Copy out each line below exactly as written.
'''
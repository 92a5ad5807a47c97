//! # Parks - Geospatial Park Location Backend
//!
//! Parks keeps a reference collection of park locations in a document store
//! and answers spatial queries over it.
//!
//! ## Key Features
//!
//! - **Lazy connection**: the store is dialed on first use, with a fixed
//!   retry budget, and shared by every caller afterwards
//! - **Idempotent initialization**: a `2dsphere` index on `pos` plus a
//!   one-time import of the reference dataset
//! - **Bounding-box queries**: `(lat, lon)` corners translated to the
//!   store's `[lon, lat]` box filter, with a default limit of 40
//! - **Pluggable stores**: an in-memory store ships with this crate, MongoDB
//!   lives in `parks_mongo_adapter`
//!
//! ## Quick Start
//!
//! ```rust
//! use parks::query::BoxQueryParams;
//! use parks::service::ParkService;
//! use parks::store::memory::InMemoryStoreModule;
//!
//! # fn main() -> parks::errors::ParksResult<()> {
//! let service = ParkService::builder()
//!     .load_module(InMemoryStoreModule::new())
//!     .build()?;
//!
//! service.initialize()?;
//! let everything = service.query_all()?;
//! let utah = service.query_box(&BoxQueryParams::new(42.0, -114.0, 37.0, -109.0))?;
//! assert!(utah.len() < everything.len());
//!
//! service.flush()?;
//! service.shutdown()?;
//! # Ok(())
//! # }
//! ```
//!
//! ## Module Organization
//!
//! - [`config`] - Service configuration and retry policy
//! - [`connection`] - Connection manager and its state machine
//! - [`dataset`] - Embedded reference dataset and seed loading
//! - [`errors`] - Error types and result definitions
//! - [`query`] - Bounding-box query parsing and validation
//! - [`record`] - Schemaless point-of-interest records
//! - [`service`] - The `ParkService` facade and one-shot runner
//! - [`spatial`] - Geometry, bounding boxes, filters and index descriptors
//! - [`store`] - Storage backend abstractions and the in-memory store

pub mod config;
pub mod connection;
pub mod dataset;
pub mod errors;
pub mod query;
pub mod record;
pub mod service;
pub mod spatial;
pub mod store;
'''
* _SOLUTION TO THIS TASK_
repository 92a5ad5807a47c97
//! # Parks - Geospatial Park Location Backend
//!
//! Parks keeps a reference collection of park locations in a document store
//! and answers spatial queries over it.
//!
//! ## Key Features
//!
//! - **Lazy connection**: the store is dialed on first use, with a fixed
//!   retry budget, and shared by every caller afterwards
//! - **Idempotent initialization**: a `2dsphere` index on `pos` plus a
//!   one-time import of the reference dataset
//! - **Bounding-box queries**: `(lat, lon)` corners translated to the
//!   store's `[lon, lat]` box filter, with a default limit of 40
//! - **Pluggable stores**: an in-memory store ships with this crate, MongoDB
//!   lives in `parks_mongo_adapter`
//!
//! ## Quick Start
//!
//! ```rust
//! use parks::query::BoxQueryParams;
//! use parks::service::ParkService;
//! use parks::store::memory::InMemoryStoreModule;
//!
//! # fn main() -> parks::errors::ParksResult<()> {
//! let service = ParkService::builder()
//!     .load_module(InMemoryStoreModule::new())
//!     .build()?;
//!
//! service.initialize()?;
//! let everything = service.query_all()?;
//! let utah = service.query_box(&BoxQueryParams::new(42.0, -114.0, 37.0, -109.0))?;
//! assert!(utah.len() < everything.len());
//!
//! service.flush()?;
//! service.shutdown()?;
//! # Ok(())
//! # }
//! ```
//!
//! ## Module Organization
//!
//! - [`config`] - Service configuration and retry policy
//! - [`connection`] - Connection manager and its state machine
//! - [`dataset`] - Embedded reference dataset and seed loading
//! - [`errors`] - Error types and result definitions
//! - [`query`] - Bounding-box query parsing and validation
//! - [`record`] - Schemaless point-of-interest records
//! - [`service`] - The `ParkService` facade and one-shot runner
//! - [`spatial`] - Geometry, bounding boxes, filters and index descriptors
//! - [`store`] - Storage backend abstractions and the in-memory store

pub mod config;
pub mod connection;
pub mod dataset;
pub mod errors;
pub mod query;
pub mod record;
pub mod service;
pub mod spatial;
pub mod store;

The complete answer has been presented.